An hour later, we’ve realised that, competent though he may be in many departments, Mike Gillespie is absolutely pony at getting a fire going. Nothing works. I mean, I know the charcoal’s a bit damp from sitting out on the balcony, but, as I point out, a real man can make a fire from two sticks and a magnifying glass.

‘All right,’ says Mike. His face is purple from puffing on the tiny single flame he managed to produce for two minutes before it sobbed its last and died. ‘As you’re so clever, perhaps you’d like to try.’

I hunt through Harriet’s art supplies, find the white spirit and a lump of cotton wool.

‘No,’ says Mike. ‘You cannot be serious.’

‘Why not?’

‘Because people die in barbecue fires every week, that’s why.’

‘I think it’s out.’

‘It’s definitely out,’ says Harriet.

‘They’re about as famous last words as “Somebody lend me their lighter I can’t see where the smell of gas is coming from”.’

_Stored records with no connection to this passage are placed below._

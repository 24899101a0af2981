use sea_orm::entity::prelude::*;

/// Person at a company. Visibility is inherited from the company plus any
/// approved per-user access request.
#[derive(Clone, Debug, PartialEq, Eq, DeriveEntityModel)]
#[sea_orm(table_name = "contacts")]
pub struct Model {
    #[sea_orm(primary_key, auto_increment = false)]
    pub id: Uuid,
    #[sea_orm(indexed)]
    pub company_id: Uuid,
    pub name: String,
    pub email: Option<String>,
    pub phone: Option<String>,
    pub created_at: chrono::DateTime<chrono::Utc>,
    pub updated_at: chrono::DateTime<chrono::Utc>,
}

#[derive(Copy, Clone, Debug, EnumIter, DeriveRelation)]
pub enum Relation {
    #[sea_orm(
        belongs_to = "super::companies::Entity",
        from = "Column::CompanyId",
        to = "super::companies::Column::Id",
        on_delete = "Cascade"
    )]
    Company,
    #[sea_orm(has_many = "super::contact_access_requests::Entity")]
    AccessRequests,
}

impl Related<super::companies::Entity> for Entity {
    fn to() -> RelationDef {
        Relation::Company.def()
    }
}

impl Related<super::contact_access_requests::Entity> for Entity {
    fn to() -> RelationDef {
        Relation::AccessRequests.def()
    }
}

impl ActiveModelBehavior for ActiveModel {}
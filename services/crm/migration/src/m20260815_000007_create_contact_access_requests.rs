use sea_orm_migration::prelude::*;

#[derive(DeriveMigrationName)]
pub struct Migration;

#[async_trait::async_trait]
impl MigrationTrait for Migration {
    async fn up(&self, manager: &SchemaManager) -> Result<(), DbErr> {
        manager
            .create_table(
                Table::create()
                    .table(ContactAccessRequests::Table)
                    .if_not_exists()
                    .col(
                        ColumnDef::new(ContactAccessRequests::Id)
                            .uuid()
                            .not_null()
                            .primary_key(),
                    )
                    .col(
                        ColumnDef::new(ContactAccessRequests::RequesterId)
                            .uuid()
                            .not_null(),
                    )
                    .col(
                        ColumnDef::new(ContactAccessRequests::ContactId)
                            .uuid()
                            .not_null(),
                    )
                    .col(
                        ColumnDef::new(ContactAccessRequests::Status)
                            .string_len(16)
                            .not_null()
                            .default("pending"),
                    )
                    .col(
                        ColumnDef::new(ContactAccessRequests::Reason)
                            .string()
                            .not_null()
                            .default(""),
                    )
                    .col(
                        ColumnDef::new(ContactAccessRequests::ReviewedBy)
                            .uuid()
                            .null(),
                    )
                    .col(
                        ColumnDef::new(ContactAccessRequests::ReviewedAt)
                            .timestamp_with_time_zone()
                            .null(),
                    )
                    .col(
                        ColumnDef::new(ContactAccessRequests::CreatedAt)
                            .timestamp_with_time_zone()
                            .not_null()
                            .default(Expr::current_timestamp()),
                    )
                    .foreign_key(
                        ForeignKey::create()
                            .from(
                                ContactAccessRequests::Table,
                                ContactAccessRequests::RequesterId,
                            )
                            .to(Users::Table, Users::Id)
                            .on_delete(ForeignKeyAction::Cascade),
                    )
                    .foreign_key(
                        ForeignKey::create()
                            .from(
                                ContactAccessRequests::Table,
                                ContactAccessRequests::ContactId,
                            )
                            .to(Contacts::Table, Contacts::Id)
                            .on_delete(ForeignKeyAction::Cascade),
                    )
                    .to_owned(),
            )
            .await?;

        manager
            .create_index(
                Index::create()
                    .name("idx_access_requests_requester_contact")
                    .table(ContactAccessRequests::Table)
                    .col(ContactAccessRequests::RequesterId)
                    .col(ContactAccessRequests::ContactId)
                    .to_owned(),
            )
            .await
    }

    async fn down(&self, manager: &SchemaManager) -> Result<(), DbErr> {
        manager
            .drop_table(
                Table::drop()
                    .table(ContactAccessRequests::Table)
                    .to_owned(),
            )
            .await
    }
}

#[derive(Iden)]
enum ContactAccessRequests {
    Table,
    Id,
    RequesterId,
    ContactId,
    Status,
    Reason,
    ReviewedBy,
    ReviewedAt,
    CreatedAt,
}

#[derive(Iden)]
enum Users {
    Table,
    Id,
}

#[derive(Iden)]
enum Contacts {
    Table,
    Id,
}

‘He’s quite sensible, our pet copper,’ I say to Harriet.

‘Very sensible,’ she replies.

‘Tell you what I’ll do,’ I say. ‘I’ll make cotton-wool balls and put some on and throw them on the barbie.’

‘Please don’t,’ Mike begs. He’s looking seriously worried now.

‘So what are we meant to do? Starve?’ I tease. Men are so sweet when they’re trying to look all brave in front of chicks.

‘You don’t have a grill?’

I laugh hollowly.

Harriet says, ‘I tried to heat up a pizza and fell asleep.’

I explain, ‘She got drunk and tried to heat up a pizza and passed out leaving the plastic salt pot on top of the stove. By the time I came home, there was melted plastic salt pot all over the grill and smoke everywhere.’

I put some white spirit on a wad of cotton wool. Stand just inside the doorway ready to throw it. ‘Please don’t,’ begs Mike.

‘Duck, cissy,’ I reply, and throw it.

Nothing happens.

‘See?’

I douse another wad, throw it again. It lands four or five inches from the first, settles on the coals.

‘I know what I’m doing—’ I start to say, turning towards him.

Whump!

A ball of flame shoots up from the barbie, making me jump. The wind is blowing towards the french windows, and carries a thick cloud of acrid black smoke into the room.

I swear. A lot. Slam the windows shut. ‘What else was there on those coals?’

‘I don’t know,’ says Harriet. ‘There’s loads of stuff out in that shed.’

We throw open the window on the other side, and the smoke gradually begins to clear. On the balcony, the conflagration dies back to a mild roar, settles to a healthy burn.

‘Please don’t do something like that again.’ Mike dabs exaggeratedly at his forehead. ‘I don’t know if my heart can take it.’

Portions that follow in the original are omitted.